The ambitious Kenya National Electrification Strategy which aims to ensure that every home has access to electricity through grid expansions and off-grid continues to make commendable progress. The government of Kenya has launched another multi-billion shilling plan to ramp up electricity connections in Kenya’s marginalized counties.

A USD 47 Mn Facility has been unveiled under the Kenya-Off-Grid Solar Access Project (KOSAP) that is aimed at encouraging the private sector to provide viable solar and clean cooking solutions to about 1.1 million people in marginalized regions. These regions include: West Pokot, Turkana, Marsabit, Samburu, Isiolo, Mandera, Wajir, Garrisa, Tana River, Lamu, Kilifi, Kwale, Taita Taveta and Narok.
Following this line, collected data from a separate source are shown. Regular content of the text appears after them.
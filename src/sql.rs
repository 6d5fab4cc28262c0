use sqlparser::ast::{
    self, Expr, FromTable, ObjectNamePart, SetExpr, Statement, TableFactor, TableObject, Value,
    ValueWithSpan,
};
use sqlparser::dialect::PostgreSqlDialect;
use sqlparser::parser::Parser;
use ulid::Ulid;

use crate::model::*;

/// Parsed command from SQL input.
#[derive(Debug, PartialEq)]
pub enum Command {
    /// `INSERT INTO reservations (slot, size) VALUES ...`, one request per row.
    Reserve {
        requests: Vec<AllocationRequest>,
    },
    Cancel {
        id: Ulid,
    },
    SelectReservations,
    SelectFreeTables {
        slot: Slot,
    },
    SelectTables,
}

pub fn parse_sql(sql: &str) -> Result<Command, SqlError> {
    let dialect = PostgreSqlDialect {};
    let stmts = Parser::parse_sql(&dialect, sql).map_err(|e| SqlError::Parse(e.to_string()))?;
    let Some(stmt) = stmts.first() else {
        return Err(SqlError::Empty);
    };

    match stmt {
        Statement::Insert(insert) => parse_insert(insert),
        Statement::Delete(delete) => parse_delete(delete),
        Statement::Query(query) => parse_select(query),
        other => Err(SqlError::Unsupported(format!("{other}"))),
    }
}

fn parse_insert(insert: &ast::Insert) -> Result<Command, SqlError> {
    let table = insert_table_name(insert)?;
    if table != "reservations" {
        return Err(SqlError::UnknownTable(table));
    }

    let (slot_at, size_at) = reservation_columns(&insert.columns)?;
    let rows = extract_insert_rows(insert)?;
    let mut requests = Vec::with_capacity(rows.len());
    for (i, row) in rows.iter().enumerate() {
        if row.len() != 2 {
            return Err(SqlError::WrongArity("reservations", 2, row.len()));
        }
        let at_row = |e: SqlError| SqlError::Parse(format!("row {i}: {e}"));
        requests.push(AllocationRequest::new(
            parse_u32(&row[slot_at]).map_err(at_row)?,
            parse_u32(&row[size_at]).map_err(at_row)?,
        ));
    }
    Ok(Command::Reserve { requests })
}

/// Positions of `slot` and `size` in the row. No column list means `(slot, size)`.
fn reservation_columns(columns: &[ast::Ident]) -> Result<(usize, usize), SqlError> {
    if columns.is_empty() {
        return Ok((0, 1));
    }
    let position = |name: &'static str| {
        columns
            .iter()
            .position(|c| c.value.eq_ignore_ascii_case(name))
            .ok_or(SqlError::MissingColumn(name))
    };
    if columns.len() != 2 {
        return Err(SqlError::WrongArity("reservations columns", 2, columns.len()));
    }
    Ok((position("slot")?, position("size")?))
}

fn parse_delete(delete: &ast::Delete) -> Result<Command, SqlError> {
    let table = delete_table_name(delete)?;
    if table != "reservations" {
        return Err(SqlError::UnknownTable(table));
    }
    let id = extract_where_eq(&delete.selection, "id", parse_ulid_expr)?;
    Ok(Command::Cancel { id })
}

fn parse_select(query: &ast::Query) -> Result<Command, SqlError> {
    let select = match query.body.as_ref() {
        SetExpr::Select(s) => s,
        _ => return Err(SqlError::Unsupported("non-SELECT query".into())),
    };

    let Some(from) = select.from.first() else {
        return Err(SqlError::Parse("SELECT without FROM".into()));
    };
    let table = table_factor_name(&from.relation)?;

    match table.as_str() {
        "free_tables" => {
            let slot = extract_where_eq(&select.selection, "slot", parse_u32)?;
            Ok(Command::SelectFreeTables { slot })
        }
        "reservations" | "tables" if select.selection.is_some() => {
            Err(SqlError::Unsupported(format!("WHERE on {table}")))
        }
        "reservations" => Ok(Command::SelectReservations),
        "tables" => Ok(Command::SelectTables),
        _ => Err(SqlError::UnknownTable(table)),
    }
}

// ── Helpers ───────────────────────────────────────────────────

fn object_name_last(name: &ast::ObjectName) -> Option<String> {
    name.0.last().and_then(|part| match part {
        ObjectNamePart::Identifier(ident) => Some(ident.value.to_lowercase()),
        _ => None,
    })
}

fn insert_table_name(insert: &ast::Insert) -> Result<String, SqlError> {
    match &insert.table {
        TableObject::TableName(name) => {
            object_name_last(name).ok_or_else(|| SqlError::Parse("empty table name".into()))
        }
        _ => Err(SqlError::Parse("unsupported table object in INSERT".into())),
    }
}

fn delete_table_name(delete: &ast::Delete) -> Result<String, SqlError> {
    let tables_with_joins = match &delete.from {
        FromTable::WithFromKeyword(t) | FromTable::WithoutKeyword(t) => t,
    };
    match tables_with_joins.first() {
        Some(first) => table_factor_name(&first.relation),
        None => Err(SqlError::Parse("DELETE without table".into())),
    }
}

fn table_factor_name(tf: &TableFactor) -> Result<String, SqlError> {
    match tf {
        TableFactor::Table { name, .. } => {
            object_name_last(name).ok_or_else(|| SqlError::Parse("empty table name".into()))
        }
        _ => Err(SqlError::Parse("complex table expression".into())),
    }
}

fn extract_insert_rows(insert: &ast::Insert) -> Result<&[Vec<Expr>], SqlError> {
    let body = insert
        .source
        .as_ref()
        .ok_or(SqlError::Parse("no VALUES".into()))?;
    match body.body.as_ref() {
        SetExpr::Values(values) if values.rows.is_empty() => {
            Err(SqlError::Parse("empty VALUES".into()))
        }
        SetExpr::Values(values) => Ok(&values.rows),
        _ => Err(SqlError::Parse("expected VALUES".into())),
    }
}

/// Value of a single `WHERE <column> = <value>` filter.
fn extract_where_eq<T>(
    selection: &Option<Expr>,
    column: &'static str,
    parse: fn(&Expr) -> Result<T, SqlError>,
) -> Result<T, SqlError> {
    match selection.as_ref() {
        Some(Expr::BinaryOp {
            left,
            op: ast::BinaryOperator::Eq,
            right,
        }) if expr_column_name(left).as_deref() == Some(column) => parse(right),
        _ => Err(SqlError::MissingFilter(column)),
    }
}

fn expr_column_name(expr: &Expr) -> Option<String> {
    match expr {
        Expr::Identifier(ident) => Some(ident.value.to_lowercase()),
        Expr::CompoundIdentifier(parts) => parts.last().map(|i| i.value.to_lowercase()),
        _ => None,
    }
}

fn extract_value(expr: &Expr) -> Option<&Value> {
    match expr {
        Expr::Value(ValueWithSpan { value, .. }) => Some(value),
        _ => None,
    }
}

fn parse_ulid_expr(expr: &Expr) -> Result<Ulid, SqlError> {
    match extract_value(expr) {
        Some(Value::SingleQuotedString(s)) => {
            Ulid::from_string(s).map_err(|e| SqlError::Parse(format!("bad ULID: {e}")))
        }
        Some(value) => Err(SqlError::Parse(format!("expected string, got {value:?}"))),
        None => Err(SqlError::Parse(format!("expected value, got {expr:?}"))),
    }
}

fn parse_i64_expr(expr: &Expr) -> Result<i64, SqlError> {
    if let Some(value) = extract_value(expr) {
        match value {
            Value::Number(s, _) | Value::SingleQuotedString(s) => s
                .parse()
                .map_err(|e| SqlError::Parse(format!("bad integer {s:?}: {e}"))),
            _ => Err(SqlError::Parse(format!("expected number, got {value:?}"))),
        }
    } else if let Expr::UnaryOp {
        op: ast::UnaryOperator::Minus,
        expr,
    } = expr
    {
        Ok(-parse_i64_expr(expr)?)
    } else {
        Err(SqlError::Parse(format!("expected value, got {expr:?}")))
    }
}

fn parse_u32(expr: &Expr) -> Result<u32, SqlError> {
    let v = parse_i64_expr(expr)?;
    u32::try_from(v).map_err(|_| SqlError::Parse(format!("{v} out of u32 range")))
}

// ── Errors ────────────────────────────────────────────────────

#[derive(Debug)]
pub enum SqlError {
    Parse(String),
    Empty,
    Unsupported(String),
    UnknownTable(String),
    WrongArity(&'static str, usize, usize),
    MissingColumn(&'static str),
    MissingFilter(&'static str),
}

impl std::fmt::Display for SqlError {
    fn fmt(&self, f: &mut std::fmt::Formatter<'_>) -> std::fmt::Result {
        match self {
            SqlError::Parse(s) => write!(f, "parse error: {s}"),
            SqlError::Empty => write!(f, "empty query"),
            SqlError::Unsupported(s) => write!(f, "unsupported: {s}"),
            SqlError::UnknownTable(t) => write!(f, "unknown table: {t}"),
            SqlError::WrongArity(t, expected, got) => {
                write!(f, "{t}: expected {expected} values, got {got}")
            }
            SqlError::MissingColumn(col) => write!(f, "missing column: {col}"),
            SqlError::MissingFilter(col) => write!(f, "missing filter: {col}"),
        }
    }
}

impl std::error::Error for SqlError {}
The Results-Based Financing (RBF) and Debt Facilities under the KOSAP are financed by World Bank and will be and implemented by the Ministry of Energy alongside the Kenya Power and Lighting Company (KPLC) and the Rural Electrification and Renewable Energy Corporation (REREC).

According to KPLC, access to electricity among the urban population stands at 77.6 percent while that of the rural population is rural 58.2 percent. The project will ensure that counties that are not served by the grid and have been classified as marginalized by Commission of Revenue Allocation (CRA) are not left behind and receive access to energy through off-grid solutions.

“The country has made great strides in achieving connectivity with access to electricity standing at 75 percent through both grid and off-grid options. However, access to electricity is low in the 14 marginalized counties, which represent 72% of the country’s total land area and 20% of the population. The dispersed settlements in the marginalized counties make off-grid solutions the only viable alternative for access to electricity,” said Dr Eng. Joseph Njoroge, Principal Secretary, Ministry of Energy.

Through Financing from the World Bank, KOSAP seeks to overcome these challenges and establish viable off-grid solutions for areas that are too far from the national grid. The project will see the construction of 151 mini-grids constructed in the target counties as well as the installation of stand-alone solar systems to serve approximately 277,000 households.

The project also targets to replace 380 diesel pumps with solar for drinking water, and expects to facilitate the provision of 150,000 clean cooking stoves in West Pokot, Turkana, Marsabit, Samburu and Isiolo.

“The World Bank is committed to supporting the Government of Kenya in achieving the universal access goal laid out in the Kenya National Electrification Strategy and is partnering with the Government to ensure that nobody in the target counties is left behind in accessing modern energy services,” said Patrick Thaddayos Balla, World Bank K-OSAP Task Team Leader.

Universal electricity access is an important requirement for meeting Kenya’s development goals under Vision 2030 –the country’s development plan and blueprint to transform Kenya into a newly industrializing, middle-income country providing a high quality of life to all its citizens by 2030 in a clean and secure environment.